◆ DATA FOR REVIEW:
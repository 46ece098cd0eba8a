//! Vinyl crackle and hiss.

use rand::Rng;

use crate::rng::{component_rng, hash_noise};
use blocktape_spec::hash::derive_component_seed;

/// Mean gap between crackles in seconds.
const MEAN_GAP_SECONDS: f64 = 0.09;
/// Crackle burst length in seconds.
const BURST_SECONDS: f64 = 0.004;
const HISS_LEVEL: f64 = 0.035;

/// One crackle burst.
#[derive(Debug, Clone, Copy, PartialEq)]
pub struct Crackle {
    /// First frame of the burst.
    pub frame: u64,
    pub amplitude: f64,
    /// Decay rate per frame.
    pub decay: f64,
}

/// Precomputed crackle schedule plus stateless hiss.
#[derive(Debug, Clone)]
pub struct VinylTexture {
    crackles: Vec<Crackle>,
    burst_frames: u64,
    noise_seed: u32,
}

impl VinylTexture {
    /// Schedules crackles for `num_frames` frames with randomized gaps
    /// drawn from the track seed.
    pub fn new(track_seed: &str, num_frames: u64, sample_rate: u32) -> Self {
        let mut rng = component_rng(track_seed, "vinyl");
        let sr = sample_rate as f64;
        let mut crackles = Vec::new();
        let mut frame = 0.0;

        loop {
            // Exponential inter-arrival times.
            let u: f64 = rng.gen_range(1e-6..1.0);
            frame += -u.ln() * MEAN_GAP_SECONDS * sr;
            if frame >= num_frames as f64 {
                break;
            }
            let loud = rng.gen_bool(0.08);
            crackles.push(Crackle {
                frame: frame as u64,
                amplitude: if loud {
                    rng.gen_range(0.5..1.0)
                } else {
                    rng.gen_range(0.08..0.35)
                },
                decay: rng.gen_range(0.02..0.08),
            });
        }

        Self {
            crackles,
            burst_frames: (BURST_SECONDS * sr).ceil() as u64,
            noise_seed: derive_component_seed(track_seed, "hiss"),
        }
    }

    /// Number of scheduled crackles.
    pub fn crackle_count(&self) -> usize {
        self.crackles.len()
    }

    /// Texture sample at a frame.
    pub fn sample(&self, index: u64) -> f64 {
        let n0 = hash_noise(self.noise_seed, index);
        let n1 = hash_noise(self.noise_seed, index.wrapping_sub(1));
        let n2 = hash_noise(self.noise_seed, index.wrapping_sub(2));
        // Three-tap average keeps the hiss soft.
        let hiss = HISS_LEVEL * (n0 + n1 + n2) / 3.0;

        let first_active = index.saturating_sub(self.burst_frames);
        let start = self.crackles.partition_point(|c| c.frame < first_active);
        let mut crackle = 0.0;
        for c in self.crackles[start..].iter().take_while(|c| c.frame <= index) {
            let age = (index - c.frame) as f64;
            // Band-limited burst: differenced noise under a fast decay.
            crackle += c.amplitude * (-age * c.decay).exp() * (n0 - n1) * 0.5;
        }

        hiss + crackle
    }
}

#[cfg(test)]
mod tests {
    use super::*;

    #[test]
    fn test_schedule_is_deterministic() {
        let a = VinylTexture::new("lofi_a_0_x", 44_100 * 5, 44_100);
        let b = VinylTexture::new("lofi_a_0_x", 44_100 * 5, 44_100);
        assert_eq!(a.crackles, b.crackles);

        let c = VinylTexture::new("lofi_b_0_x", 44_100 * 5, 44_100);
        assert_ne!(a.crackles, c.crackles);
    }

    #[test]
    fn test_crackle_density() {
        let texture = VinylTexture::new("seed", 44_100 * 10, 44_100);
        // ~11 per second on average.
        let n = texture.crackle_count();
        assert!((60..=200).contains(&n), "{}", n);
        assert!(texture.crackles.windows(2).all(|w| w[0].frame <= w[1].frame));
    }

    #[test]
    fn test_sample_is_small_and_finite() {
        let texture = VinylTexture::new("seed", 44_100, 44_100);
        for i in 0..44_100 {
            let v = texture.sample(i);
            assert!(v.is_finite());
            assert!(v.abs() < 3.0);
        }
    }

    #[test]
    fn test_empty_track_has_no_crackles() {
        let texture = VinylTexture::new("seed", 0, 44_100);
        assert_eq!(texture.crackle_count(), 0);
        assert!(texture.sample(0).abs() <= HISS_LEVEL);
    }
}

◆ EXERCISE DIRECTIONS:
The entire listing above should be returned exactly as written.

◆ ANSWER BOX:
repository 46ece098cd0eba8a
//! Vinyl crackle and hiss.

use rand::Rng;

use crate::rng::{component_rng, hash_noise};
use blocktape_spec::hash::derive_component_seed;

/// Mean gap between crackles in seconds.
const MEAN_GAP_SECONDS: f64 = 0.09;
/// Crackle burst length in seconds.
const BURST_SECONDS: f64 = 0.004;
const HISS_LEVEL: f64 = 0.035;

/// One crackle burst.
#[derive(Debug, Clone, Copy, PartialEq)]
pub struct Crackle {
    /// First frame of the burst.
    pub frame: u64,
    pub amplitude: f64,
    /// Decay rate per frame.
    pub decay: f64,
}

/// Precomputed crackle schedule plus stateless hiss.
#[derive(Debug, Clone)]
pub struct VinylTexture {
    crackles: Vec<Crackle>,
    burst_frames: u64,
    noise_seed: u32,
}

impl VinylTexture {
    /// Schedules crackles for `num_frames` frames with randomized gaps
    /// drawn from the track seed.
    pub fn new(track_seed: &str, num_frames: u64, sample_rate: u32) -> Self {
        let mut rng = component_rng(track_seed, "vinyl");
        let sr = sample_rate as f64;
        let mut crackles = Vec::new();
        let mut frame = 0.0;

        loop {
            // Exponential inter-arrival times.
            let u: f64 = rng.gen_range(1e-6..1.0);
            frame += -u.ln() * MEAN_GAP_SECONDS * sr;
            if frame >= num_frames as f64 {
                break;
            }
            let loud = rng.gen_bool(0.08);
            crackles.push(Crackle {
                frame: frame as u64,
                amplitude: if loud {
                    rng.gen_range(0.5..1.0)
                } else {
                    rng.gen_range(0.08..0.35)
                },
                decay: rng.gen_range(0.02..0.08),
            });
        }

        Self {
            crackles,
            burst_frames: (BURST_SECONDS * sr).ceil() as u64,
            noise_seed: derive_component_seed(track_seed, "hiss"),
        }
    }

    /// Number of scheduled crackles.
    pub fn crackle_count(&self) -> usize {
        self.crackles.len()
    }

    /// Texture sample at a frame.
    pub fn sample(&self, index: u64) -> f64 {
        let n0 = hash_noise(self.noise_seed, index);
        let n1 = hash_noise(self.noise_seed, index.wrapping_sub(1));
        let n2 = hash_noise(self.noise_seed, index.wrapping_sub(2));
        // Three-tap average keeps the hiss soft.
        let hiss = HISS_LEVEL * (n0 + n1 + n2) / 3.0;

        let first_active = index.saturating_sub(self.burst_frames);
        let start = self.crackles.partition_point(|c| c.frame < first_active);
        let mut crackle = 0.0;
        for c in self.crackles[start..].iter().take_while(|c| c.frame <= index) {
            let age = (index - c.frame) as f64;
            // Band-limited burst: differenced noise under a fast decay.
            crackle += c.amplitude * (-age * c.decay).exp() * (n0 - n1) * 0.5;
        }

        hiss + crackle
    }
}

#[cfg(test)]
mod tests {
    use super::*;

    #[test]
    fn test_schedule_is_deterministic() {
        let a = VinylTexture::new("lofi_a_0_x", 44_100 * 5, 44_100);
        let b = VinylTexture::new("lofi_a_0_x", 44_100 * 5, 44_100);
        assert_eq!(a.crackles, b.crackles);

        let c = VinylTexture::new("lofi_b_0_x", 44_100 * 5, 44_100);
        assert_ne!(a.crackles, c.crackles);
    }

    #[test]
    fn test_crackle_density() {
        let texture = VinylTexture::new("seed", 44_100 * 10, 44_100);
        // ~11 per second on average.
        let n = texture.crackle_count();
        assert!((60..=200).contains(&n), "{}", n);
        assert!(texture.crackles.windows(2).all(|w| w[0].frame <= w[1].frame));
    }

    #[test]
    fn test_sample_is_small_and_finite() {
        let texture = VinylTexture::new("seed", 44_100, 44_100);
        for i in 0..44_100 {
            let v = texture.sample(i);
            assert!(v.is_finite());
            assert!(v.abs() < 3.0);
        }
    }

    #[test]
    fn test_empty_track_has_no_crackles() {
        let texture = VinylTexture::new("seed", 0, 44_100);
        assert_eq!(texture.crackle_count(), 0);
        assert!(texture.sample(0).abs() <= HISS_LEVEL);
    }
}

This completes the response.